Die Forschungsgruppe von Küppers bei der Steinbeis-Stiftung fand heraus, dass die Krisengewinner und -verlierer sich nicht anhand bestimmter Branchen bestimmen lassen. So hätten nicht alle Pharmaunternehmen gewonnen, andere Branchen hätten nicht gleichmäßig Verluste gemacht. Aus ihrer Analyse haben die Vertriebsexperten mehr als 50 Parameter herausgezogen, die zur Beratung von Vertriebsabteilungen in Firmen genutzt werden können.

Mit Kunden auch während der Krise in Kontakt bleiben

Im Workshop beim BBF bot Küppers den Teilnehmern an, ihnen mithilfe dieser Parameter Tipps für ihre Vertriebsprobleme zu geben. Ein Teilnehmer führt ein Herrenmode-Geschäft, das sich auf den gehobenen Sektor fokussiert und Maßanzüge verkauft. In den vergangenen Jahren habe das Modell gut funktioniert, sogar während der Pandemie sei sein Umsatz gewachsen. Doch nun mache er sich Sorgen wegen der Inflation. „Jetzt wird es spannend. Alle werden durch Medien getriggert: Es wird schlimm, gib ja nichts aus, wenn du es nicht unbedingt brauchst“, beschreibt er die Stimmung, die er bei seinen Kunden aufgrund der aktuellen Krise vermutet.

Küppers dagegen gibt Entwarnung. Die Kunden, die sich Maßanzüge kaufen, würden das auch weiterhin tun. „Das ist eine Zielgruppe, die nicht betroffen ist“, sagt er. Als Tipp rät er ihm, die Kunden direkt anzusprechen. Er solle seine „Kunden würdigen, wertschätzend mit ihnen kommunizieren“. Zum Beispiel solle er Newsletter an seine Kunden schicken, sie zu Events einladen oder ihnen einen Service bieten, der genau ihre Bedürfnisse bedient.

Kunden, die viel Betreuung und ein Einkaufserlebnis wollen, solle er einladen, ihnen vorab Stoffe zeigen oder sie auf neue Kollektionen aufmerksam machen. Dagegen solle er für die Kunden, die weniger gerne einkaufen, das Einkaufen so leicht wie möglich machen. Zum Beispiel, indem er ihre Maße speichert und sie nur für ein kurzes Nachmessen ins Geschäft kommen müssen.

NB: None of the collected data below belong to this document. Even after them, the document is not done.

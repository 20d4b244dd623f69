use criterion::{Criterion, black_box, criterion_group, criterion_main};
use routewatch::analyzers::classify;
use routewatch::collectors::device_info::build_interface_table;
use routewatch::snmp::{Oid, Value, VarBind, mib};
use std::time::Duration;

fn column(base: &[u32], rows: u32, value: impl Fn(u32) -> Value) -> Vec<(Oid, Value)> {
    (1..=rows)
        .map(|index| (mib::instance(base, index), value(index)))
        .collect()
}

/// Benchmark the interface-table join over a 48-port switch
fn benchmark_interface_table(c: &mut Criterion) {
    let mut group = c.benchmark_group("interface_table");
    group.measurement_time(Duration::from_secs(5));

    let names = column(mib::IF_NAME, 48, |i| {
        Value::OctetString(format!("GigabitEthernet0/{i}").into_bytes().into())
    });
    let types = column(mib::IF_TYPE, 48, |_| Value::Integer(6));
    let statuses = column(mib::IF_OPER_STATUS, 48, |i| Value::Integer(if i % 3 == 0 { 2 } else { 1 }));
    let ip_to_index: Vec<(Oid, Value)> = (1..=8)
        .map(|i| {
            (
                mib::extend(mib::IP_AD_ENT_IF_INDEX, &[10, 0, i, 1]),
                Value::Integer(i as i32),
            )
        })
        .collect();
    let masks: Vec<(Oid, Value)> = (1..=8)
        .map(|i| {
            (
                mib::extend(mib::IP_AD_ENT_NET_MASK, &[10, 0, i, 1]),
                Value::IpAddress([255, 255, 255, 0].into()),
            )
        })
        .collect();

    group.bench_function("join_48_rows", |b| {
        b.iter(|| {
            black_box(build_interface_table(
                black_box(&names),
                &types,
                &statuses,
                &ip_to_index,
                &masks,
            ))
        });
    });

    group.finish();
}

/// Benchmark classification of a link trap binding list
fn benchmark_trap_classification(c: &mut Criterion) {
    let varbinds = vec![
        VarBind::new(
            mib::oid(mib::SNMP_TRAP_OID_INSTANCE),
            Value::ObjectIdentifier(mib::oid(mib::LINK_DOWN)),
        ),
        VarBind::new(mib::instance(mib::IF_DESCR, 3), Value::OctetString("Gi0/3".into())),
    ];

    c.bench_function("classify_link_trap", |b| {
        b.iter(|| black_box(classify(black_box(&varbinds))));
    });
}

criterion_group!(benches, benchmark_interface_table, benchmark_trap_classification);
criterion_main!(benches);
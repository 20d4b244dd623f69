use serde::{Deserialize, Serialize};
use std::sync::Arc;

use super::errors::DeviceInfoError;
use crate::collectors::DeviceInfoCollector;
use crate::inventory::Inventory;
use crate::models::{DeviceDescriptor, GeneralInfo, InterfaceRecord, NeighborRecord};
use crate::snmp::Connector;

pub type Result<T> = std::result::Result<T, DeviceInfoError>;

/// Role/organization shown for devices the inventory leaves unlabelled
pub const UNDEFINED: &str = "undefined";

/// General info of one inventory device, tagged with its address
#[derive(Debug, Clone, PartialEq, Eq, Serialize, Deserialize)]
pub struct DeviceInfoEntry {
    pub address: String,
    #[serde(flatten)]
    pub info: GeneralInfo,
}

pub struct DeviceInfoService {
    inventory: Arc<Inventory>,
    connector: Arc<dyn Connector>,
}

impl DeviceInfoService {
    pub fn new(inventory: Arc<Inventory>, connector: Arc<dyn Connector>) -> Self {
        Self {
            inventory,
            connector,
        }
    }

    fn collector(&self, key: &str) -> Result<(DeviceDescriptor, DeviceInfoCollector)> {
        let device = self
            .inventory
            .find(key)
            .cloned()
            .ok_or_else(|| DeviceInfoError::DeviceNotFound(key.to_string()))?;
        let collector = DeviceInfoCollector::new(self.connector.connect(&device));
        Ok((device, collector))
    }

    async fn general_info(device: &DeviceDescriptor, collector: &DeviceInfoCollector) -> GeneralInfo {
        let label = |value: &Option<String>| {
            Some(value.clone().unwrap_or_else(|| UNDEFINED.to_string()))
        };
        collector
            .general_info(label(&device.role), label(&device.organization))
            .await
    }

    /// General info of every inventory device, in inventory order
    pub async fn all_device_info(&self) -> Vec<DeviceInfoEntry> {
        let mut entries = Vec::with_capacity(self.inventory.len());
        for device in self.inventory.devices() {
            let collector = DeviceInfoCollector::new(self.connector.connect(device));
            entries.push(DeviceInfoEntry {
                address: device.address.clone(),
                info: Self::general_info(device, &collector).await,
            });
        }
        entries
    }

    pub async fn device_info(&self, key: &str) -> Result<GeneralInfo> {
        let (device, collector) = self.collector(key)?;
        Ok(Self::general_info(&device, &collector).await)
    }

    pub async fn interfaces(&self, key: &str) -> Result<Vec<InterfaceRecord>> {
        let (_, collector) = self.collector(key)?;
        Ok(collector.interfaces().await)
    }

    pub async fn neighbors(&self, key: &str) -> Result<Vec<NeighborRecord>> {
        let (_, collector) = self.collector(key)?;
        Ok(collector.neighbors().await)
    }
}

Ein gutes Gefühl beim Kunden erzeugen

Ein anderer Teilnehmer des Workshops hat sich als Trainer und Berater für Vertriebsabteilungen selbstständig gemacht. „Ich habe das Gefühl, ich bin zu breit aufgestellt und komme deswegen nicht so in die Sichtbarkeit. Wie kann ich mich mehr fokussieren?“, fragt er. Küppers rät ihm, den Vertriebsleitern von Unternehmen nicht erklären zu wollen, „wie sein Job funktioniert“. Stattdessen solle er weniger auf den Inhalt und mehr auf ein gutes Gefühl beim Kunden abzielen. „Sag‘ dem Vertriebsleiter: Ich nehme dir die Arbeit ab, deine Mitarbeiter zu schulen.“

Er solle dem Vertriebsleiter erklären, dass er seinem Team helfen wolle, auf sein Niveau zu kommen. Einem Vertriebsleiter dürfe man nicht sagen, „ich kann dir noch etwas beibringen – das will er nicht hören.“ Und schlussendlich komme es beim Coaching weniger auf den Inhalt und dafür mehr auf die Stimmung an, die er unter den Kunden auslöse.

Ein Verkäufer müsse vor allem mit viel Ablehnung klarkommen, erklärt Küppers. „Er muss den einen Moment treffen, in dem er verkaufen kann. Da muss er liefern.“ In 95 Prozent der Fälle werde er dagegen abgewiesen. „Wer das aushält, ist Verkäufer.“ Vertriebler sollten extrovertiert sein und wenig detailverliebt.